And reflecting the changing media landscape, for the first time ever it will be a website -- not a news agency, a magazine or a newspaper -- which will have the largest team of writers covering the White House.
Politico.com, a US political news start-up which has soared in popularity since its launch 22 months ago, announced plans in September to assign six full-time reporters to cover the Obama administration.
"These are important times and we plan to unleash the best reporters in the country on the most important story: how the new Congress and president govern in this historic period," publisher Robert Allbritton said at the time.
Politico is not the only media organization with expansion plans for the new administration and not the only one with an eye on the Web.
The Washington Post plans to increase its number of White House reporters from two to four, including its first full-time blogger, while The Washington Times is expanding its number of White House correspondents from one to three.

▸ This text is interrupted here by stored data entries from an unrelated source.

//! Status Polling Strategies
//!
//! Every TDC handshake ends with a wait on a status bit. The driver owns
//! the loop (read status, return on success) and asks a [`PollPolicy`]
//! between unsuccessful reads whether to keep going. Policies never touch
//! the CSR bus, so a wait issues nothing but status reads.

use embedded_hal::delay::DelayNs;

/// Decides how long a status wait may run
pub trait PollPolicy {
    /// Called once before the first status read of a wait
    fn start(&mut self) {}

    /// Called after each unsuccessful status read
    ///
    /// Return `false` to abandon the wait; the driver then reports
    /// [`Error::Timeout`](crate::types::Error::Timeout).
    fn keep_waiting(&mut self) -> bool;
}

impl<P: PollPolicy + ?Sized> PollPolicy for &mut P {
    fn start(&mut self) {
        (**self).start();
    }

    fn keep_waiting(&mut self) -> bool {
        (**self).keep_waiting()
    }
}

/// Busy-wait forever
///
/// A device that never asserts the status bit blocks the caller
/// indefinitely. This is the default policy.
#[derive(Clone, Copy, Debug, Default, PartialEq, Eq)]
pub struct Spin;

impl PollPolicy for Spin {
    #[inline]
    fn keep_waiting(&mut self) -> bool {
        core::hint::spin_loop();
        true
    }
}

/// Busy-wait for at most a fixed number of status reads
///
/// The status is always read at least once, even for a budget of zero.
#[derive(Clone, Copy, Debug, PartialEq, Eq)]
pub struct MaxPolls {
    limit: u32,
    polls: u32,
}

impl MaxPolls {
    /// Allow up to `limit` status reads per wait
    #[must_use]
    pub const fn new(limit: u32) -> Self {
        Self { limit, polls: 0 }
    }

    /// Configured read budget
    #[must_use]
    pub const fn limit(&self) -> u32 {
        self.limit
    }

    /// Unsuccessful status reads in the current (or last) wait
    #[must_use]
    pub const fn polls(&self) -> u32 {
        self.polls
    }
}

impl PollPolicy for MaxPolls {
    fn start(&mut self) {
        self.polls = 0;
    }

    fn keep_waiting(&mut self) -> bool {
        self.polls = self.polls.saturating_add(1);
        if self.polls >= self.limit {
            return false;
        }
        core::hint::spin_loop();
        true
    }
}

/// Sleep a fixed interval between status reads
///
/// With `max_polls` set to `None` the wait is unbounded, like [`Spin`], but
/// yields the bus and core between reads.
pub struct DelayBackoff<D> {
    delay: D,
    interval_us: u32,
    max_polls: Option<u32>,
    polls: u32,
}

impl<D: DelayNs> DelayBackoff<D> {
    /// Unbounded backoff sleeping `interval_us` between reads
    #[must_use]
    pub const fn new(delay: D, interval_us: u32) -> Self {
        Self {
            delay,
            interval_us,
            max_polls: None,
            polls: 0,
        }
    }

    /// Bound each wait to `max_polls` status reads
    #[must_use]
    pub fn with_max_polls(mut self, max_polls: u32) -> Self {
        self.max_polls = Some(max_polls);
        self
    }

    /// Sleep interval in microseconds
    #[must_use]
    pub const fn interval_us(&self) -> u32 {
        self.interval_us
    }

    /// Unsuccessful status reads in the current (or last) wait
    #[must_use]
    pub const fn polls(&self) -> u32 {
        self.polls
    }

    /// Get the delay provider back
    pub fn into_inner(self) -> D {
        self.delay
    }
}

impl<D: DelayNs> PollPolicy for DelayBackoff<D> {
    fn start(&mut self) {
        self.polls = 0;
    }

    fn keep_waiting(&mut self) -> bool {
        self.polls = self.polls.saturating_add(1);
        if self.max_polls.is_some_and(|max| self.polls >= max) {
            return false;
        }
        self.delay.delay_us(self.interval_us);
        true
    }
}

National Public Radio, which reaches an audience of 26 million Americans, is focusing more on the Web and reshuffling its White House team to cover "the biggest story in national politics: the rise of a new regime in Washington."
The changes on the White House beat do not solely concern numbers.
When Obama is sworn in on January 20, an entirely new operation will take over the White House Press Office and speculation tinged with some trepidation has been raging in newsrooms around the country over how it will operate.
The Obama campaign was notoriously tight-lipped and disciplined during the election campaign and there are fears among some in what is known as the mainstream media, or MSM, that leaks and access -- their bread and butter -- may be limited in the new administration.
Another fear is that an Obama government may try to bypass the traditional White House press corps entirely, taking its message directly to the American people or favoring newcomer websites such as Politico or The Huffington Post.
"Just like Kennedy brought in the television presidency I think we're about to see the first wired, or connected, or Internet (presidency)," said Joe Trippi, the political consultant behind the pioneering Web strategy of 2004 Democratic presidential candidate Howard Dean.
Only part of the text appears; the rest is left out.